*** Opening of Extracted records ***

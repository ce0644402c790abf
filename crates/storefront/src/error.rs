//! Unified error handling with Sentry integration.
//!
//! Provides a unified `AppError` type for session-level operations. Callers
//! show [`AppError::user_message`] to the shopper and report server errors
//! with [`AppError::capture`].

use thiserror::Error;

use crate::config::ConfigError;
use crate::db::RepositoryError;
use crate::services::admin::AdminError;
use crate::services::auth::AuthError;
use crate::services::cart::CartError;
use crate::services::checkout::CheckoutError;

/// Application-level error type for the storefront.
#[derive(Debug, Error)]
pub enum AppError {
    /// Repository operation failed.
    #[error("Database error: {0}")]
    Database(#[from] RepositoryError),

    /// Authentication operation failed.
    #[error("Auth error: {0}")]
    Auth(#[from] AuthError),

    /// Cart mutation rejected.
    #[error("Cart error: {0}")]
    Cart(#[from] CartError),

    /// Checkout step or order placement failed.
    #[error("Checkout error: {0}")]
    Checkout(#[from] CheckoutError),

    /// Admin operation failed.
    #[error("Admin error: {0}")]
    Admin(#[from] AdminError),

    /// Configuration could not be loaded.
    #[error("Config error: {0}")]
    Config(#[from] ConfigError),

    /// Operation not valid in the current session state.
    #[error("Bad request: {0}")]
    BadRequest(String),
}

impl AppError {
    /// Whether this error indicates a fault in the storefront rather than in
    /// the shopper's input.
    #[must_use]
    pub const fn is_server_error(&self) -> bool {
        matches!(self, Self::Config(_) | Self::Auth(AuthError::PasswordHash))
    }

    /// Send server errors to Sentry. Other errors are ignored.
    pub fn capture(&self) {
        if self.is_server_error() {
            let event_id = sentry::capture_error(self);
            tracing::error!(
                error = %self,
                sentry_event_id = %event_id,
                "Storefront error"
            );
        }
    }

    /// The single message shown to the shopper.
    ///
    /// Internal details are not exposed.
    #[must_use]
    pub fn user_message(&self) -> String {
        match self {
            Self::Config(_) => "Something went wrong, please try again".to_string(),
            Self::Database(RepositoryError::NotFound(what)) => format!("Not found: {what}"),
            Self::Database(RepositoryError::Conflict(_)) => "That record already exists".to_string(),
            Self::Auth(err) => match err {
                AuthError::InvalidCredentials => "Invalid credentials".to_string(),
                AuthError::UserNotFound => "User not found".to_string(),
                AuthError::UserAlreadyExists => "Email already exists".to_string(),
                AuthError::WeakPassword(msg) => msg.clone(),
                AuthError::PasswordMismatch => "Passwords do not match".to_string(),
                AuthError::InvalidEmail(_) => "Invalid email address".to_string(),
                AuthError::InvalidPhone(_) => "Phone number must be 10 digits".to_string(),
                AuthError::NotSignedIn => "Please sign in to continue".to_string(),
                AuthError::Forbidden => "Admin access required".to_string(),
                AuthError::Repository(_) | AuthError::PasswordHash => {
                    "Authentication error".to_string()
                }
            },
            Self::Cart(CartError::OutOfStock { available: 0, .. }) => {
                "This item is out of stock".to_string()
            }
            Self::Cart(CartError::OutOfStock { available, .. }) => {
                format!("Only {available} left in stock")
            }
            Self::Cart(CartError::CurrencyMismatch { .. }) => {
                "This item cannot be added to your cart".to_string()
            }
            Self::Checkout(err) => match err {
                CheckoutError::Validation(validation) => validation.to_string(),
                CheckoutError::EmptyCart => "Your cart is empty".to_string(),
                CheckoutError::NotAtReview(_) => "Please review your order first".to_string(),
                CheckoutError::ProductUnavailable(_) => {
                    "An item in your cart is no longer available".to_string()
                }
                CheckoutError::Cart(cart) => Self::Cart(cart.clone()).user_message(),
            },
            Self::Admin(err) => err.to_string(),
            Self::BadRequest(msg) => msg.clone(),
        }
    }
}

/// Result type alias for `AppError`.
pub type Result<T> = std::result::Result<T, AppError>;

/// Set the Sentry user context from a user ID.
///
/// Call this after successful authentication to associate errors with users.
pub fn set_sentry_user(user_id: &impl ToString, email: Option<&str>) {
    sentry::configure_scope(|scope| {
        scope.set_user(Some(sentry::User {
            id: Some(user_id.to_string()),
            email: email.map(String::from),
            ..Default::default()
        }));
    });
}

/// Clear the Sentry user context.
///
/// Call this on sign-out to stop associating errors with the user.
pub fn clear_sentry_user() {
    sentry::configure_scope(|scope| {
        scope.set_user(None);
    });
}

/// Add a breadcrumb for user actions.
///
/// Breadcrumbs appear in Sentry error reports to show the trail of user actions
/// leading up to an error.
///
/// # Example
///
/// ```rust,ignore
/// add_breadcrumb("cart", "Added item", Some(&[("product_id", "3")]));
/// ```
pub fn add_breadcrumb(category: &str, message: &str, data: Option<&[(&str, &str)]>) {
    let mut breadcrumb = sentry::Breadcrumb {
        category: Some(category.to_string()),
        message: Some(message.to_string()),
        level: sentry::Level::Info,
        ..Default::default()
    };

    if let Some(pairs) = data {
        for (key, value) in pairs {
            breadcrumb.data.insert(
                (*key).to_string(),
                serde_json::Value::String((*value).to_string()),
            );
        }
    }

    sentry::add_breadcrumb(breadcrumb);
}
//! Shopping cart store.
//!
//! The cart is an ordered list of lines keyed by product ID. Insertion order
//! is display order. The total is computed from the lines on every read so it
//! can never drift from them.

use rust_decimal::Decimal;
use serde::Serialize;
use thiserror::Error;
use tracing::{debug, warn};

use mystery_sack_core::{CurrencyCode, Price, ProductId};

use crate::error::add_breadcrumb;
use crate::models::{Product, VariationSelections};

/// Errors from cart mutations. The cart is unchanged when one is returned.
#[derive(Debug, Error, Clone, PartialEq, Eq)]
pub enum CartError {
    /// Adding would exceed the product's stock.
    #[error("only {available} of product {product_id} in stock (requested {requested})")]
    OutOfStock {
        product_id: ProductId,
        requested: u32,
        available: u32,
    },

    /// Product is priced in a different currency than the cart.
    #[error("product {product_id} is priced in {found}, cart uses {expected}")]
    CurrencyMismatch {
        product_id: ProductId,
        expected: CurrencyCode,
        found: CurrencyCode,
    },
}

/// A cart line.
#[derive(Debug, Clone, PartialEq, Serialize)]
pub struct CartItem {
    pub product: Product,
    /// Always at least 1.
    pub quantity: u32,
    pub selected_variations: VariationSelections,
}

impl CartItem {
    #[must_use]
    pub fn line_total(&self) -> Price {
        self.product.price.times(self.quantity)
    }
}

/// Read-only copy of the cart.
#[derive(Debug, Clone, PartialEq, Serialize)]
pub struct CartSnapshot {
    pub items: Vec<CartItem>,
    pub total: Price,
}

impl CartSnapshot {
    #[must_use]
    pub fn item_count(&self) -> u32 {
        self.items
            .iter()
            .fold(0, |count: u32, item| count.saturating_add(item.quantity))
    }
}

/// Cart for one session.
#[derive(Debug, Clone)]
pub struct CartStore {
    items: Vec<CartItem>,
    currency: CurrencyCode,
}

impl Default for CartStore {
    fn default() -> Self {
        Self::new(CurrencyCode::default())
    }
}

impl CartStore {
    /// An empty cart priced in `currency`.
    #[must_use]
    pub const fn new(currency: CurrencyCode) -> Self {
        Self {
            items: Vec::new(),
            currency,
        }
    }

    /// Add one unit of `product`.
    ///
    /// An existing line for the same product has its quantity incremented;
    /// otherwise a new line is appended.
    ///
    /// # Errors
    ///
    /// Returns `CartError::OutOfStock` if the line would exceed the product's
    /// stock, or `CartError::CurrencyMismatch` for a product priced in another
    /// currency.
    pub fn add_item(&mut self, product: &Product) -> Result<(), CartError> {
        self.add_item_with_variations(product, VariationSelections::new())
    }

    /// Add one unit of `product` with chosen variation options.
    ///
    /// Selections are recorded only when a new line is created; adding to an
    /// existing line keeps the selections it was created with.
    ///
    /// # Errors
    ///
    /// See [`CartStore::add_item`].
    pub fn add_item_with_variations(
        &mut self,
        product: &Product,
        selections: VariationSelections,
    ) -> Result<(), CartError> {
        if product.price.currency_code != self.currency {
            return Err(CartError::CurrencyMismatch {
                product_id: product.id,
                expected: self.currency,
                found: product.price.currency_code,
            });
        }

        let current = self.get(product.id).map_or(0, |item| item.quantity);
        let requested = current.saturating_add(1);
        if requested > product.stock {
            warn!(
                product_id = %product.id,
                requested,
                available = product.stock,
                "Add to cart rejected: out of stock"
            );
            return Err(CartError::OutOfStock {
                product_id: product.id,
                requested,
                available: product.stock,
            });
        }

        if let Some(item) = self.items.iter_mut().find(|i| i.product.id == product.id) {
            item.quantity = requested;
        } else {
            self.items.push(CartItem {
                product: product.clone(),
                quantity: 1,
                selected_variations: selections,
            });
        }

        debug!(product_id = %product.id, quantity = requested, "Added to cart");
        let id = product.id.to_string();
        add_breadcrumb("cart", "Added item", Some(&[("product_id", id.as_str())]));
        Ok(())
    }

    /// Set a line's quantity exactly.
    ///
    /// Quantities below 1 and unknown product IDs are ignored; this never
    /// removes a line. Returns `true` if a line changed.
    pub fn update_quantity(&mut self, product_id: ProductId, quantity: i64) -> bool {
        let Ok(quantity) = u32::try_from(quantity) else {
            return false;
        };
        if quantity < 1 {
            return false;
        }
        let Some(item) = self.items.iter_mut().find(|i| i.product.id == product_id) else {
            return false;
        };

        item.quantity = quantity;
        debug!(product_id = %product_id, quantity, "Updated cart quantity");
        true
    }

    /// Remove a line. Returns `true` if it existed.
    pub fn remove_item(&mut self, product_id: ProductId) -> bool {
        let before = self.items.len();
        self.items.retain(|i| i.product.id != product_id);
        let removed = self.items.len() != before;
        if removed {
            debug!(product_id = %product_id, "Removed from cart");
            let id = product_id.to_string();
            add_breadcrumb("cart", "Removed item", Some(&[("product_id", id.as_str())]));
        }
        removed
    }

    /// Sum of price times quantity over all lines.
    #[must_use]
    pub fn total(&self) -> Price {
        let amount = self
            .items
            .iter()
            .map(|item| item.line_total().amount)
            .sum::<Decimal>();
        Price::new(amount, self.currency)
    }

    /// Lines in display order.
    #[must_use]
    pub fn items(&self) -> &[CartItem] {
        &self.items
    }

    #[must_use]
    pub fn get(&self, product_id: ProductId) -> Option<&CartItem> {
        self.items.iter().find(|i| i.product.id == product_id)
    }

    /// Units across all lines (navigation badge). Saturates at `u32::MAX`.
    #[must_use]
    pub fn item_count(&self) -> u32 {
        self.items
            .iter()
            .fold(0, |count: u32, item| count.saturating_add(item.quantity))
    }

    #[must_use]
    pub fn line_count(&self) -> usize {
        self.items.len()
    }

    #[must_use]
    pub fn is_empty(&self) -> bool {
        self.items.is_empty()
    }

    #[must_use]
    pub const fn currency(&self) -> CurrencyCode {
        self.currency
    }

    #[must_use]
    pub fn snapshot(&self) -> CartSnapshot {
        CartSnapshot {
            items: self.items.clone(),
            total: self.total(),
        }
    }

    /// Empty the cart.
    pub fn clear(&mut self) {
        self.items.clear();
    }
}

*** Close of Extracted records ***

__Assignment__
Work out how many lines in the records hold the word "display", and answer with that number alone.

__Output for this exercise__
2